(Invited) Quantitative Decoding of Complex Gas Mixtures for Environmental Monitoring Using Mixed-Potential Sensors
We have developed two distinct sensing platforms for NOx and NH3 detection. The NOx sensor consists of La1-xSrxCrO3 and Pt electrodes. Under open circuit conditions, this sensor responds to many of the constituents of concern in emissions monitoring, however, the selectivity may be tuned by operating conditions (3). By operating at a small positive current bias, this sensor becomes preferentially selective to NOx species. Selectivity towards non-methane hydrocarbons (NMHC) is improved by operation at elevated temperatures, however sensitivity is reduced. The NH3 sensor consists of Au/Pd and Pt electrodes and is minimally sensitive to NOxspecies with varying sensitivity to NMHCs depending on operating temperature. While these devices exhibit preferential selectivity to target analytes, a single device with absolute selectivity remains elusive. The work herein presents an alternative strategy to absolute selectivity in which the cross-sensitivity of varying sensor elements at varying operating conditions is exploited through the use of Bayesian inference predictive algorithms based on physical models of sensor-analyte interactions.

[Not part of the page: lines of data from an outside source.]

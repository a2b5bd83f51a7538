//! Task functions and the catalog mapping task kinds to them.
//!
//! Functions are written against typed input and output; the catalog stores
//! them type-erased behind [`DynTaskFunction`] so the runtime can dispatch on
//! the kind string carried by each queue message.

use std::collections::HashMap;
use std::sync::Arc;

use async_trait::async_trait;
use serde::Serialize;
use serde::de::DeserializeOwned;

use crate::error::{CatalogError, ExecutionFailure};

/// A unit of work that can be submitted by kind.
#[async_trait]
pub trait TaskFunction: Send + Sync + 'static {
    type Input: DeserializeOwned + Send + 'static;
    type Output: Serialize + Send;

    /// Kind string clients use to select this function.
    fn kind(&self) -> &'static str;

    async fn run(&self, input: Self::Input) -> Result<Self::Output, ExecutionFailure>;
}

/// Object-safe form of [`TaskFunction`] working on raw JSON.
#[async_trait]
pub trait DynTaskFunction: Send + Sync {
    fn kind(&self) -> &str;

    /// Decode `payload`, run, and encode the output. Decode and encode
    /// problems are reported as execution failures.
    async fn call(&self, payload: serde_json::Value) -> Result<serde_json::Value, ExecutionFailure>;
}

struct Erased<F: TaskFunction> {
    function: F,
}

#[async_trait]
impl<F: TaskFunction> DynTaskFunction for Erased<F> {
    fn kind(&self) -> &str {
        self.function.kind()
    }

    async fn call(&self, payload: serde_json::Value) -> Result<serde_json::Value, ExecutionFailure> {
        let input: F::Input = serde_json::from_value(payload)
            .map_err(|e| ExecutionFailure::new(format!("invalid payload: {e}")))?;
        let output = self.function.run(input).await?;
        serde_json::to_value(output)
            .map_err(|e| ExecutionFailure::new(format!("unserializable result: {e}")))
    }
}

/// Immutable-after-startup map from task kind to function.
///
/// Built once in the composition root and shared by the dispatcher (to
/// validate kinds) and the worker runtime (to execute them).
pub struct FunctionCatalog {
    functions: HashMap<String, Arc<dyn DynTaskFunction>>,
}

impl FunctionCatalog {
    pub fn new() -> Self {
        Self {
            functions: HashMap::new(),
        }
    }

    /// Catalog preloaded with the built-in functions.
    pub fn with_builtins() -> Self {
        let mut catalog = Self::new();
        for function in super::builtin::all() {
            // Built-in kinds are distinct constants.
            catalog.functions.insert(function.kind().to_string(), function);
        }
        catalog
    }

    /// Register a function. Rejects a kind that is already taken.
    pub fn register<F: TaskFunction>(&mut self, function: F) -> Result<(), CatalogError> {
        let kind = function.kind().to_string();
        if self.functions.contains_key(&kind) {
            return Err(CatalogError::DuplicateKind(kind));
        }
        tracing::debug!(kind = %kind, "Registered task function");
        self.functions.insert(kind, erase(function));
        Ok(())
    }

    pub fn get(&self, kind: &str) -> Option<Arc<dyn DynTaskFunction>> {
        self.functions.get(kind).cloned()
    }

    pub fn contains(&self, kind: &str) -> bool {
        self.functions.contains_key(kind)
    }

    /// Registered kinds, sorted.
    pub fn kinds(&self) -> Vec<&str> {
        let mut kinds: Vec<&str> = self.functions.keys().map(String::as_str).collect();
        kinds.sort_unstable();
        kinds
    }
}

impl Default for FunctionCatalog {
    fn default() -> Self {
        Self::new()
    }
}

pub(crate) fn erase<F: TaskFunction>(function: F) -> Arc<dyn DynTaskFunction> {
    Arc::new(Erased { function })
}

We have previously shown that the individual concentration of individual analyte species can be uniquely determined from a mixtures of two gases based on the sensor voltage response of a single sensor operating at four different current bias points by employing a Bayesian interference model(4). In this work, we seek to expand our proof-of-concept demonstration to uniquely identifying the concentration of NO, NO2, NH3, and C3H6 in complex mixtures relevant to diesel exhaust. In this study we are employing two different sensors, the aforementioned LSCr|YSZ|Pt and Au|YSZ|Pt planar sensor devices, operating at multiple temperatures. Sensor voltage response data collected on a wide range of mixing ratios are used to train the Bayesian model. Complex mixtures not used in the training set will be used to test the accuracy of the model. This research represents the first stages of developing miniaturized mixed-potential electrochemical sensor (MPES) arrays as an all-in-one NOx/NH3/NMHC sensor package that will provide quantitative emissions monitoring and onboard diagnostics (OBD) for all lean-burn engine applications. The MPES arrays have potential to be used in Environmental monitoring of complex gas mixtures. The characteristics of micro-systems that are required to realize the potential of MPES arrays will be discussed and preliminary results to realize these concepts will be presented.
The research was funded by the Los Alamos National Laboratory Directed Research Development Exploratory Research program.
1. R. Mukundan, E. L. Brosha, F. H. Garzon, US 7,575,709 (2009).
2. R. Mukundan, E. L. Brosha, F. H. Garzon, Journal of The Electrochemical Society 150, H279 (2003).
3. C. R. Kreller, P. K. Sekhar, W. Li, P. Palanisamy, E. L. Brosha, R. Mukundan, F. H. Garzon, ECS Transactions 50, 307-314 (2012).
4. J. Tsitron, C. R. Kreller, P. K. Sekhar, R. Mukundan, F. H. Garzon, E. L. Brosha, A. V. Morozov, Sensors and Actuators B: Chemical 192, 283-293 (2014).